• _Given records_:
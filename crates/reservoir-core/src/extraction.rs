//! Extraction: removing accrued resource from a character.
//!
//! | Method | Cap per use | Experience | Destination |
//! |--------|-------------|------------|-------------|
//! | Manual | 50 | `max(1, floor(amount / 5))` | routing policy |
//! | Direct | 60 | `max(1, floor(amount / 4))` | consumed |
//! | Mechanical | 100 | `max(1, floor(amount / 10))` | routing policy |
//!
//! Direct consumption earns the most experience per unit but never
//! produces storable resource, whatever the routing policy says.

use rust_decimal::Decimal;
use rust_decimal::prelude::ToPrimitive;
use tracing::debug;

use reservoir_types::{
    CharacterId, CharacterState, Extraction, ExtractionMethod, Pool, SharedPools,
};

use crate::curves::capacity;
use crate::error::EconomyError;
use crate::exchange::credit;
use crate::progression::add_experience;

/// Most that one use of `method` can extract.
pub fn extraction_cap(method: ExtractionMethod) -> Decimal {
    match method {
        ExtractionMethod::Manual => Decimal::from(50),
        ExtractionMethod::Direct => Decimal::from(60),
        ExtractionMethod::Mechanical => Decimal::ONE_HUNDRED,
    }
}

/// Units of resource per point of experience.
const fn experience_divisor(method: ExtractionMethod) -> u32 {
    match method {
        ExtractionMethod::Manual => 5,
        ExtractionMethod::Direct => 4,
        ExtractionMethod::Mechanical => 10,
    }
}

/// Experience earned for extracting `amount` with `method`; never less than 1.
///
/// # Errors
///
/// Returns [`EconomyError::ArithmeticOverflow`] if the division fails or the
/// result does not fit in a `u64`.
pub fn experience_reward(method: ExtractionMethod, amount: Decimal) -> Result<u64, EconomyError> {
    let points = amount
        .checked_div(Decimal::from(experience_divisor(method)))
        .ok_or_else(|| EconomyError::overflow("experience reward"))?
        .floor()
        .to_u64()
        .ok_or_else(|| EconomyError::overflow("experience reward range"))?;
    Ok(points.max(1))
}

/// Whether `method` stores its yield according to the routing policy.
pub const fn stores_yield(method: ExtractionMethod) -> bool {
    !matches!(method, ExtractionMethod::Direct)
}

fn describe(
    method: ExtractionMethod,
    amount: Decimal,
    routed_to: Option<Pool>,
    name: &CharacterId,
) -> String {
    let action = match method {
        ExtractionMethod::Manual => format!("{name} extracted {amount} by hand"),
        ExtractionMethod::Direct => {
            return format!("{amount} was consumed directly from {name}");
        }
        ExtractionMethod::Mechanical => format!("A machine extracted {amount} from {name}"),
    };
    match routed_to {
        Some(pool) => format!("{action} into {pool}"),
        None => format!("{action} and discarded it"),
    }
}

/// Extract from an enabled character, routing the yield and awarding experience.
///
/// # Order of operations
///
/// 1. Reject disabled or empty characters
/// 2. Take `min(cap, current_amount)`
/// 3. Route the amount (direct consumption always discards)
/// 4. Award experience, applying level-ups
/// 5. Reset the overfull streak if the character is now below capacity
///
/// # Errors
///
/// Returns [`EconomyError::NotEnabled`] or [`EconomyError::Empty`] without
/// mutating anything, or [`EconomyError::ArithmeticOverflow`].
pub fn apply_extraction(
    state: &mut CharacterState,
    pools: &mut SharedPools,
    method: ExtractionMethod,
    character: &CharacterId,
) -> Result<Extraction, EconomyError> {
    // 1. Validate
    if !state.enabled {
        return Err(EconomyError::NotEnabled);
    }
    if state.current_amount <= Decimal::ZERO {
        return Err(EconomyError::Empty);
    }

    // 2. Take
    let amount = extraction_cap(method).min(state.current_amount);
    let experience = experience_reward(method, amount)?;
    state.current_amount = state
        .current_amount
        .checked_sub(amount)
        .ok_or_else(|| EconomyError::overflow("extraction debit"))?;

    // 3. Route
    let routed_to = if stores_yield(method) {
        state.routing_policy.pool()
    } else {
        None
    };
    if let Some(pool) = routed_to {
        credit(pools, pool, amount)?;
    }

    // 4. Experience
    let levels_gained = add_experience(state, experience)?;

    // 5. Streak reset
    if state.current_amount < capacity(state.capacity_tier, state.level)? {
        state.overfull_streak = 0;
    }

    debug!(
        character = %character,
        %method,
        %amount,
        experience,
        routed_to = ?routed_to,
        remaining = %state.current_amount,
        "Extraction"
    );

    Ok(Extraction {
        method,
        amount,
        experience,
        routed_to,
        levels_gained,
        message: describe(method, amount, routed_to, character),
    })
}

• _Task_: Retrieve every line above holding the word "extracted".

• _Response area_:
        ExtractionMethod::Manual => format!("{name} extracted {amount} by hand"),
        ExtractionMethod::Mechanical => format!("A machine extracted {amount} from {name}"),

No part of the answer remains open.